The killer whale (Orcinus orca), also referred to as the orca whale or orca, and less commonly as the blackfish or grampus, is a toothed whale belonging to the oceanic dolphin family, of which it is the largest member. Killer whales are found in all oceans, from Arctic and Antarctic regions to tropical seas. Killer whales have a diverse diet, although individual populations often specialize in particular types of prey. Some feed exclusively on fish, while others hunt marine mammals like pinnipeds, and even large whales. They have been known to attack baleen whale calves. Killer whales are regarded as apex predators, lacking natural predators.
Killer whales are highly social; some populations are composed of matrilineal family groups which are the most stable of any animal species.[11] Their sophisticated hunting techniques and vocal behaviours, which are often specific to a particular group and passed across generations, have been anthropomorphically described as manifestations of culture.[12]

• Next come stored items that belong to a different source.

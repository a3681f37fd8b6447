//! Dues report binary
//!
//! Usage: `dues-report <splits.json> <participant>`
//!
//! `DUES_CONFIG` points at a TOML config file; otherwise configuration comes from
//! the environment. `DUES_NAMES` optionally points at a JSON object mapping
//! participant IDs to display names.

use anyhow::{bail, Context};
use settlement::SettlementEngine;
use split_ledger::{
    CachedNameResolver, Config, InMemoryNameCache, InMemorySplitStore, ParticipantId, Split,
    StaticNameResolver,
};
use std::collections::HashMap;
use std::path::Path;

#[tokio::main]
async fn main() -> anyhow::Result<()> {
    // Initialize tracing (stdout carries the report)
    tracing_subscriber::fmt()
        .with_env_filter(
            tracing_subscriber::EnvFilter::from_default_env()
                .add_directive(tracing::Level::INFO.into()),
        )
        .with_writer(std::io::stderr)
        .init();

    let args: Vec<String> = std::env::args().collect();
    if args.len() != 3 {
        bail!("usage: dues-report <splits.json> <participant>");
    }
    let participant = ParticipantId::new(args[2].as_str());

    // Load configuration
    let config = match std::env::var("DUES_CONFIG") {
        Ok(path) => Config::from_file(&path)
            .with_context(|| format!("failed to load config from {}", path))?,
        Err(_) => Config::from_env()?,
    };
    let precision = config.precision()?;

    // Seed the store
    let store = InMemorySplitStore::new(precision);
    for split in load_splits(Path::new(&args[1]))? {
        let id = split.id;
        store
            .insert_split(split)
            .await
            .with_context(|| format!("rejected split {}", id))?;
    }
    tracing::info!("Loaded {} splits", store.len().await);

    let names = CachedNameResolver::new(
        load_names()?,
        InMemoryNameCache::new(),
        config.names.cache_ttl_seconds,
    );

    let engine = SettlementEngine::new(config, store, names)?;
    let report = engine.user_dues(&participant).await?;

    if report.is_degraded() {
        tracing::warn!(
            "Report for {} is degraded ({} groups failed)",
            participant,
            report.errored_groups().count()
        );
    }

    println!("{}", serde_json::to_string_pretty(&report)?);
    Ok(())
}

fn load_splits(path: &Path) -> anyhow::Result<Vec<Split>> {
    let content = std::fs::read_to_string(path)
        .with_context(|| format!("failed to read {}", path.display()))?;
    serde_json::from_str(&content).with_context(|| format!("invalid splits in {}", path.display()))
}

fn load_names() -> anyhow::Result<StaticNameResolver> {
    let Ok(path) = std::env::var("DUES_NAMES") else {
        return Ok(StaticNameResolver::new());
    };

    let content =
        std::fs::read_to_string(&path).with_context(|| format!("failed to read {}", path))?;
    let table: HashMap<ParticipantId, String> =
        serde_json::from_str(&content).with_context(|| format!("invalid names in {}", path))?;

    Ok(table
        .into_iter()
        .fold(StaticNameResolver::new(), |resolver, (participant, name)| {
            resolver.with(participant, name)
        }))
}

The IUCN currently assesses the orca’s conservation status as data deficient because of the likelihood that two or more killer whale types are separate species. Some local populations are considered threatened or endangered due to prey depletion, habitat loss, pollution (by PCBs), capture for marine mammal parks, and conflicts with fisheries. In late 2005, the “southern resident” population of killer whales that inhabits British Columbia and Washington state waters were placed on the U.S. Endangered Species list.
Wild killer whales are not considered a threat to humans,[13] but there have been cases of captive orcas killing or injuring their handlers at marine theme parks.[14] Killer whales feature strongly in the mythologies of indigenous cultures, with their reputation ranging from being the souls of humans to merciless killers.